A mí me duele tu… volatilidad…
Pero me adapto y me vengo. Me deseas tanto a mí como yo a ti, pero ninguno da el puñetero paso. ¿Me deseas empalada por tu verga en cualquier baño, o tal vez en alguno completamente imposible? ¿Me deseas en una orgía, o solo para tus manos? ¿Quieres mi rostro manchado por tu leche caliente, o solo mis gafas? Si quieres… te las mando por correo. Hazme el favor… quiero una foto cuando lo hagas…
Sí, indecisa no es la palabra exacta. Rabiosa por las circunstancias, excitada por lo que somos juntos, y por lo que hacemos por separado. Unidos en la distancia, tan cerca por nuestras perversiones. Sí, maestro… me enseñaste bien. Y ahora ya no sabes si recoger los frutos… o dejarlos tirados en el suelo. Bragas mojadas… al fin y al cabo… pueden ser olidas antes de ir a la lavadora.
Deséame…
Poco importa ya, si lo que nos une es solo una fantasía. Que te corras pensando en mí, o que se me caliente el coño cuando recibo noticias tuyas… Que una vez me desearas con locura no quiere decir que me tengas que desear siempre… pero siempre vuelves, y siempre vuelvo, a caer en el pecado. Quieres pecar… y sobre todo quieres que yo peque contigo. Llegar a lo prohibido te excita, ponerme en el filo es lo que te atrae de mí, al fin y al cabo. Soy escurridiza, igual que tú, pero al final siempre nos encontramos, y nuestros cuerpos sudorosos por vete a saber qué ejercicio desean el contacto, piel con piel, para arder con malicia.

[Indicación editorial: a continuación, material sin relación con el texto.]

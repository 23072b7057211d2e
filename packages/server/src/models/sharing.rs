use chrono::{DateTime, Utc};
use common::Permission;
use serde::{Deserialize, Serialize};
use uuid::Uuid;

use crate::entity::sharing_invitation;
use crate::sharing::{GroupSummary, InvitationInfo, LeaveOutcome, RedeemOutcome};

use super::shared::double_option;

#[derive(Debug, Deserialize, utoipa::ToSchema)]
pub struct CreateGroupRequest {
    /// Client-chosen group UUID. Generated when absent.
    pub sharing_group_uuid: Option<Uuid>,
    #[schema(example = "Family photos")]
    pub name: Option<String>,
}

#[derive(Debug, Deserialize, utoipa::ToSchema)]
pub struct UpdateGroupRequest {
    /// New name; `null` clears it.
    #[serde(default, deserialize_with = "double_option")]
    #[schema(value_type = Option<String>, example = "Family photos")]
    pub name: Option<Option<String>>,
}

#[derive(Debug, Serialize, utoipa::ToSchema)]
pub struct GroupResponse {
    pub sharing_group_uuid: Uuid,
    pub name: Option<String>,
    /// The caller's permission in the group.
    #[schema(value_type = String, example = "admin")]
    pub permission: Permission,
    #[schema(example = 0)]
    pub master_version: i64,
}

impl From<GroupSummary> for GroupResponse {
    fn from(g: GroupSummary) -> Self {
        Self {
            sharing_group_uuid: g.sharing_group_uuid,
            name: g.name,
            permission: g.permission,
            master_version: g.master_version,
        }
    }
}

#[derive(Debug, Serialize, utoipa::ToSchema)]
pub struct LeaveGroupResponse {
    /// Files of the leaving owning user that became tombstones.
    pub files_deleted: u64,
    /// The caller was the last member and the group is gone.
    pub group_deleted: bool,
}

impl From<LeaveOutcome> for LeaveGroupResponse {
    fn from(o: LeaveOutcome) -> Self {
        Self {
            files_deleted: o.files_deleted,
            group_deleted: o.group_deleted,
        }
    }
}

#[derive(Debug, Deserialize, utoipa::ToSchema)]
pub struct CreateInvitationRequest {
    #[schema(value_type = String, example = "write")]
    pub permission: Permission,
    /// How many users may redeem the invitation. Default: 1.
    #[schema(example = 1)]
    pub number_acceptors: Option<i32>,
    /// Let sharing (social) accounts redeem. Default: false.
    #[serde(default)]
    pub allow_social_acceptance: bool,
    /// Seconds until expiry. Default: server configured.
    #[schema(example = 86400)]
    pub expiry_secs: Option<i64>,
}

#[derive(Debug, Serialize, utoipa::ToSchema)]
pub struct InvitationResponse {
    pub sharing_invitation_uuid: Uuid,
    pub sharing_group_uuid: Uuid,
    #[schema(value_type = String, example = "write")]
    pub permission: Permission,
    pub number_acceptors: i32,
    pub allow_social_acceptance: bool,
    pub expiry: DateTime<Utc>,
}

impl From<sharing_invitation::Model> for InvitationResponse {
    fn from(m: sharing_invitation::Model) -> Self {
        Self {
            sharing_invitation_uuid: m.sharing_invitation_uuid,
            sharing_group_uuid: m.sharing_group_uuid,
            permission: m.permission,
            number_acceptors: m.number_acceptors,
            allow_social_acceptance: m.allow_social_acceptance,
            expiry: m.expiry,
        }
    }
}

#[derive(Debug, Serialize, utoipa::ToSchema)]
pub struct InvitationInfoResponse {
    pub sharing_group_uuid: Uuid,
    #[schema(value_type = String, example = "read")]
    pub permission: Permission,
    pub allow_social_acceptance: bool,
    pub number_acceptors: i32,
    pub expiry: DateTime<Utc>,
}

impl From<InvitationInfo> for InvitationInfoResponse {
    fn from(i: InvitationInfo) -> Self {
        Self {
            sharing_group_uuid: i.sharing_group_uuid,
            permission: i.permission,
            allow_social_acceptance: i.allow_social_acceptance,
            number_acceptors: i.number_acceptors,
            expiry: i.expiry,
        }
    }
}

#[derive(Debug, Serialize, utoipa::ToSchema)]
pub struct RedeemResponse {
    pub sharing_group_uuid: Uuid,
    #[schema(value_type = String, example = "read")]
    pub permission: Permission,
}

impl From<RedeemOutcome> for RedeemResponse {
    fn from(o: RedeemOutcome) -> Self {
        Self {
            sharing_group_uuid: o.sharing_group_uuid,
            permission: o.permission,
        }
    }
}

Sí… deséame. Desea todo lo que has fomentado en mi mente, en cada acción que has desatado con la única esperanza de que te dijera que estaba excitada. O que tal vez, por muy remoto que fuera, albergaras la posibilidad de mirarme a los ojos directamente mientras desatabas en mí un magnífico orgasmo.
O como no… correrte en mis gafas.
¿Hacerlo realidad? Muy ocupado… hasta para un café en Barajas…
Indecisa por hacerte la puñeta. Eso sí. Indecisa estoy… maestro, por presentarme en la puerta de tu casa, o en la de tu trabajo, vestida como siempre me quisiste: de uniforme. Poco importa quien haya en ese momento contigo. No me harías el feo de no mirar qué había preparado para ti debajo de… mi vestimenta, ¿no?
Correrte conmigo… o correrte en mí. O… sobre mí.

No estaría mal escucharte gemir contra mi piel en ese instante, cuando todos los músculos se tensan mientras me penetras, dejando que un par de manos de amigos tuyos me tuvieran los sentidos entretenidos. No estaría nada mal acabar en un club de intercambio de parejas, sintiéndonos deseados, mientras tu boca recorre mi cuello y tu mano se esconde bajo mi falda. Ya sabes que no llevo nunca bragas, así que te lo pongo en bandeja. No, no estaría mal que mientras yo me termino la copa tu cabeza se metiera entre mis piernas, y te dedicaras con la lengua a hacer esas maravillas de las que tanto presumes. Disfrutar de tu experiencia, gemir con tus cabellos aferrados por mis dedos justo antes de correrme en tu boca. Estremecerme para tú, probarme de tus labios, dejar que me dicieras tuya, y de quien quisieras…No… no estaría nada mal hacer de tus vicios mis fantasías, de tus perversiones mi única necesidad… Pero ya sabes, maestro, que se enseña de todo. Tu alumna aprendió tus vicios, malos y buenos. Y tienes algunos realmente malos…

Tu discípula es, al final… volátil… volátil… volátil.